Under questioning by Cruz’s attorney, Masters said all of the posts were on public forums and many were in his name. Victims’ parents and family members at the gallery gasped audibly as they saw the leaflets, some shaking their heads. Some of the seven men and five women on the jury and their ten alternate scribbles crazily scribbled as Cruz’s words were posted on the video screens in front of them. He researched the school’s opening hours and pulled out a map of the campus.įinally, less than 24 hours before the massacre, he searched for “How long does it take for a policeman to show up at a school shooting?” He ran away from school after seven minutes. In posts on YouTube, Cruz wrote, “I want to kill people,” “I’m going to be a professional school shooter,” “I have no problem shooting a girl in the chest,” and “No mercy.” He wrote, “It’s a pleasure to see people die,” followed by a smiley face emoji and “I love seeing families suffer.”Ībout two months before his attack, Cruz shifted his focus toward Stoneman Douglas, the school he regularly attended before he was expelled in early 2017.
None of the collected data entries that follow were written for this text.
mod common;

use std::sync::Arc;

use async_trait::async_trait;
use common::TestServer;
use itemstream_commons::{Identity, InboundMessage};
use itemstream_configs::ServerConfig;
use itemstream_core::live::{ExtensionHandler, HandlerChain, HandlerContext};
use itemstream_core::Result;
use serde_json::{json, Value};

struct PingDb;

#[async_trait]
impl ExtensionHandler for PingDb {
    fn message_type(&self) -> &str {
        "PING_DB"
    }

    async fn execute(
        &self,
        ctx: &HandlerContext<'_>,
        _message: &InboundMessage,
    ) -> Result<Option<Value>> {
        let schema = ctx.gateway.schema().await?;
        Ok(Some(json!({"pong": true, "collections": schema.collections().count()})))
    }
}

fn editor() -> Identity {
    Identity::with_role("e1", "editor")
}

#[tokio::test]
async fn test_get_echoes_uid_and_applies_query() {
    let server = TestServer::new(&ServerConfig::default());
    server.seed_articles().await;
    let mut client = server.connect(Identity::with_role("v1", "viewer")).await;

    let response = client
        .request(json!({
            "type": "get",
            "collection": "Articles",
            "query": {"filter": {"status": {"_eq": "published"}}, "fields": ["title"], "sort": ["-id"]},
            "uid": "g1"
        }))
        .await;

    assert_eq!(response["type"], "RESPONSE");
    assert_eq!(response["uid"], "g1");
    assert_eq!(response["data"], json!([{"title": "Third"}, {"title": "First"}]));
}

#[tokio::test]
async fn test_frame_without_uid_omits_it() {
    let server = TestServer::new(&ServerConfig::default());
    let mut client = server.connect(Identity::anonymous()).await;

    let response = client.request(json!({"type": "GET", "collection": "authors"})).await;
    assert_eq!(response, json!({"type": "RESPONSE", "data": []}));
}

#[tokio::test]
async fn test_post_single_and_many() {
    let server = TestServer::new(&ServerConfig::default());
    let mut client = server.connect(editor()).await;

    let single = client
        .request(json!({"type": "POST", "collection": "articles", "data": {"title": "One"}}))
        .await;
    assert_eq!(single["data"], json!({"id": 1, "title": "One"}));

    let many = client
        .request(json!({
            "type": "POST",
            "collection": "articles",
            "data": [{"title": "Two"}, {"title": "Three"}],
            "query": {"fields": ["id"]}
        }))
        .await;
    assert_eq!(many["data"], json!([{"id": 2}, {"id": 3}]));
}

#[tokio::test]
async fn test_post_with_largest_key_is_rejected() {
    let server = TestServer::new(&ServerConfig::default());
    let mut client = server.connect(editor()).await;

    let rejected = client
        .request(json!({
            "type": "POST",
            "collection": "articles",
            "uid": "big",
            "data": {"id": u64::MAX, "title": "Edge"}
        }))
        .await;
    assert_eq!(rejected["type"], "ERROR");
    assert_eq!(rejected["uid"], "big");
    assert_eq!(rejected["data"]["kind"], "InvalidPayload");

    // Connection keeps working and key assignment is unaffected
    let next = client
        .request(json!({"type": "POST", "collection": "articles", "data": {"title": "Next"}}))
        .await;
    assert_eq!(next["data"], json!({"id": 1, "title": "Next"}));
    assert_eq!(server.manager.connection_count(), 1);
}

#[tokio::test]
async fn test_patch_by_id_and_ids() {
    let server = TestServer::new(&ServerConfig::default());
    server.seed_articles().await;
    let mut client = server.connect(editor()).await;

    let one = client
        .request(json!({"type": "PATCH", "collection": "articles", "id": 2, "data": {"status": "published"}}))
        .await;
    assert_eq!(one["data"]["status"], "published");
    assert_eq!(one["data"]["title"], "Second");

    let many = client
        .request(json!({
            "type": "PATCH",
            "collection": "articles",
            "ids": [1, 3],
            "data": {"status": "archived"},
            "query": {"fields": ["status"]}
        }))
        .await;
    assert_eq!(many["data"], json!([{"status": "archived"}, {"status": "archived"}]));
}

#[tokio::test]
async fn test_delete_answers_with_keys() {
    let server = TestServer::new(&ServerConfig::default());
    server.seed_articles().await;
    let mut client = server.connect(editor()).await;

    let one = client.request(json!({"type": "DELETE", "collection": "articles", "id": 1})).await;
    assert_eq!(one["data"], 1);

    let many = client
        .request(json!({"type": "DELETE", "collection": "articles", "ids": [2, 3], "uid": "d"}))
        .await;
    assert_eq!(many["data"], json!([2, 3]));
    assert_eq!(many["uid"], "d");
}

#[tokio::test]
async fn test_writes_without_target_never_reach_gateway() {
    let server = TestServer::new(&ServerConfig::default());
    let mut client = server.connect(editor()).await;

    let patch = client
        .request(json!({"type": "PATCH", "collection": "articles", "data": {"title": "x"}, "uid": "p"}))
        .await;
    assert_eq!(patch["type"], "ERROR");
    assert_eq!(patch["data"]["kind"], "MissingTarget");
    assert_eq!(patch["data"]["message"], "Either 'ids' or 'id' is required");
    assert_eq!(patch["uid"], "p");

    let delete = client
        .request(json!({"type": "DELETE", "collection": "articles", "ids": []}))
        .await;
    assert_eq!(delete["data"]["kind"], "MissingTarget");

    assert_eq!(server.gateway.calls(), 0);
}

#[tokio::test]
async fn test_validation_errors_carry_uid() {
    let server = TestServer::new(&ServerConfig::default());
    let mut client = server.connect(editor()).await;

    let no_collection = client.request(json!({"type": "GET", "uid": "a"})).await;
    assert_eq!(no_collection["data"]["kind"], "MissingCollection");
    assert_eq!(no_collection["uid"], "a");

    let no_data = client
        .request(json!({"type": "POST", "collection": "articles", "uid": "b"}))
        .await;
    assert_eq!(no_data["data"]["kind"], "MissingData");
    assert_eq!(no_data["uid"], "b");

    let unknown = client
        .request(json!({"type": "GET", "collection": "invoices", "uid": "c"}))
        .await;
    assert_eq!(unknown["data"]["kind"], "UnknownCollection");
    assert_eq!(unknown["uid"], "c");

    client.send(json!("not an object")).await;
    let malformed = client.recv().await;
    assert_eq!(malformed["data"]["kind"], "MalformedMessage");
    assert!(malformed.get("uid").is_none());

    assert_eq!(server.gateway.calls(), 0);
}

#[tokio::test]
async fn test_gateway_errors_are_reported() {
    let server = TestServer::new(&ServerConfig::default());
    server.seed_articles().await;
    let mut viewer = server.connect(Identity::with_role("v1", "viewer")).await;

    let forbidden = viewer
        .request(json!({"type": "DELETE", "collection": "articles", "id": 1, "uid": "f"}))
        .await;
    assert_eq!(forbidden["data"]["kind"], "Unauthorized");
    assert_eq!(forbidden["uid"], "f");

    let mut editor = server.connect(editor()).await;
    let missing = editor
        .request(json!({"type": "PATCH", "collection": "articles", "id": 42, "data": {"title": "x"}}))
        .await;
    assert_eq!(missing["data"]["kind"], "NotFound");
}

#[tokio::test]
async fn test_unclaimed_type_until_extension_registered() {
    // 1. Standard chain does not know the verb
    let server = TestServer::new(&ServerConfig::default());
    let mut client = server.connect(Identity::anonymous()).await;
    let response = client.request(json!({"type": "ping_db", "uid": "x"})).await;
    assert_eq!(response["type"], "ERROR");
    assert_eq!(response["data"]["kind"], "UnsupportedMessageType");
    assert_eq!(response["uid"], "x");

    // 2. Chain with the extension appended claims it
    let mut chain = HandlerChain::from_config(&ServerConfig::default());
    chain.register_extension(Arc::new(PingDb));
    assert_eq!(chain.handler_names().last(), Some(&"PING_DB"));

    let (connection, mut rx, _events) =
        itemstream_core::live::Connection::detached(Identity::anonymous(), 8);
    let gateway: Arc<dyn itemstream_core::DataGateway> = server.gateway.clone();
    let ctx = HandlerContext {
        connection: &connection,
        gateway: &gateway,
        registry: &server.registry,
    };
    let message = itemstream_commons::websocket::parse_inbound(
        r#"{"type":"PING_DB","uid":"x"}"#,
        &gateway.schema().await.expect("schema"),
    )
    .expect("valid frame");
    chain.route(&ctx, message).await;

    let frame: Value = serde_json::from_str(&rx.recv().await.expect("frame")).expect("json");
    assert_eq!(frame["type"], "RESPONSE");
    assert_eq!(frame["data"], json!({"pong": true, "collections": 2}));
    assert_eq!(frame["uid"], "x");
}

#[tokio::test]
async fn test_disabled_handler_is_not_registered() {
    let mut config = ServerConfig::default();
    config.handlers.delete = false;
    let chain = HandlerChain::from_config(&config);
    assert!(!chain.handler_names().contains(&"DELETE"));

    let server = TestServer::new(&config);
    server.seed_articles().await;
    let mut client = server.connect(editor()).await;
    let response = client
        .request(json!({"type": "DELETE", "collection": "articles", "id": 1}))
        .await;
    assert_eq!(response["data"]["kind"], "UnsupportedMessageType");
}

#[tokio::test]
async fn test_unsubscribe_by_collection_reports_count() {
    let server = TestServer::new(&ServerConfig::default());
    server.seed_articles().await;
    let mut client = server.connect(Identity::with_role("v1", "viewer")).await;

    client.request(json!({"type": "SUBSCRIBE", "collection": "articles"})).await;
    client.request(json!({"type": "SUBSCRIBE", "collection": "articles", "id": 2})).await;
    client.request(json!({"type": "SUBSCRIBE", "collection": "authors"})).await;

    let response = client
        .request(json!({"type": "UNSUBSCRIBE", "collection": "articles"}))
        .await;
    assert_eq!(response["data"], json!({"removed": 2}));
    assert_eq!(server.registry.connection_subscription_count(client.id()), 1);
}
In the comments, Cruz praised Elliot Rodger, who killed six people in 2014 before committing suicide, and became a touchstone among troubled young men who are known to be “involuntary celibates” or “going down” because women won’t date them.
Searches have included mass shootings at Columbine High School in 1999, a suburban movie theater in Denver in 2012, Virginia Tech in 2007, a South Carolina black church in 2015, and a country music concert in Las Vegas in 2017.
In a monotonous, emotionless tone, Broward County Mayor Detective Nick Masters read out hundreds of searches and comments Cruz made seven months before the February 14, 2018, massacre, as prosecutors try to prove he planned it.
Jurors in the criminal trial of Parkland school shooter Nicholas Cruz saw evidence Wednesday of his growing obsession with massacre, seeing Internet posts and searches about the mass killings in the months before the 17 people were murdered at Marjory Stoneman Douglas High School in Parkland.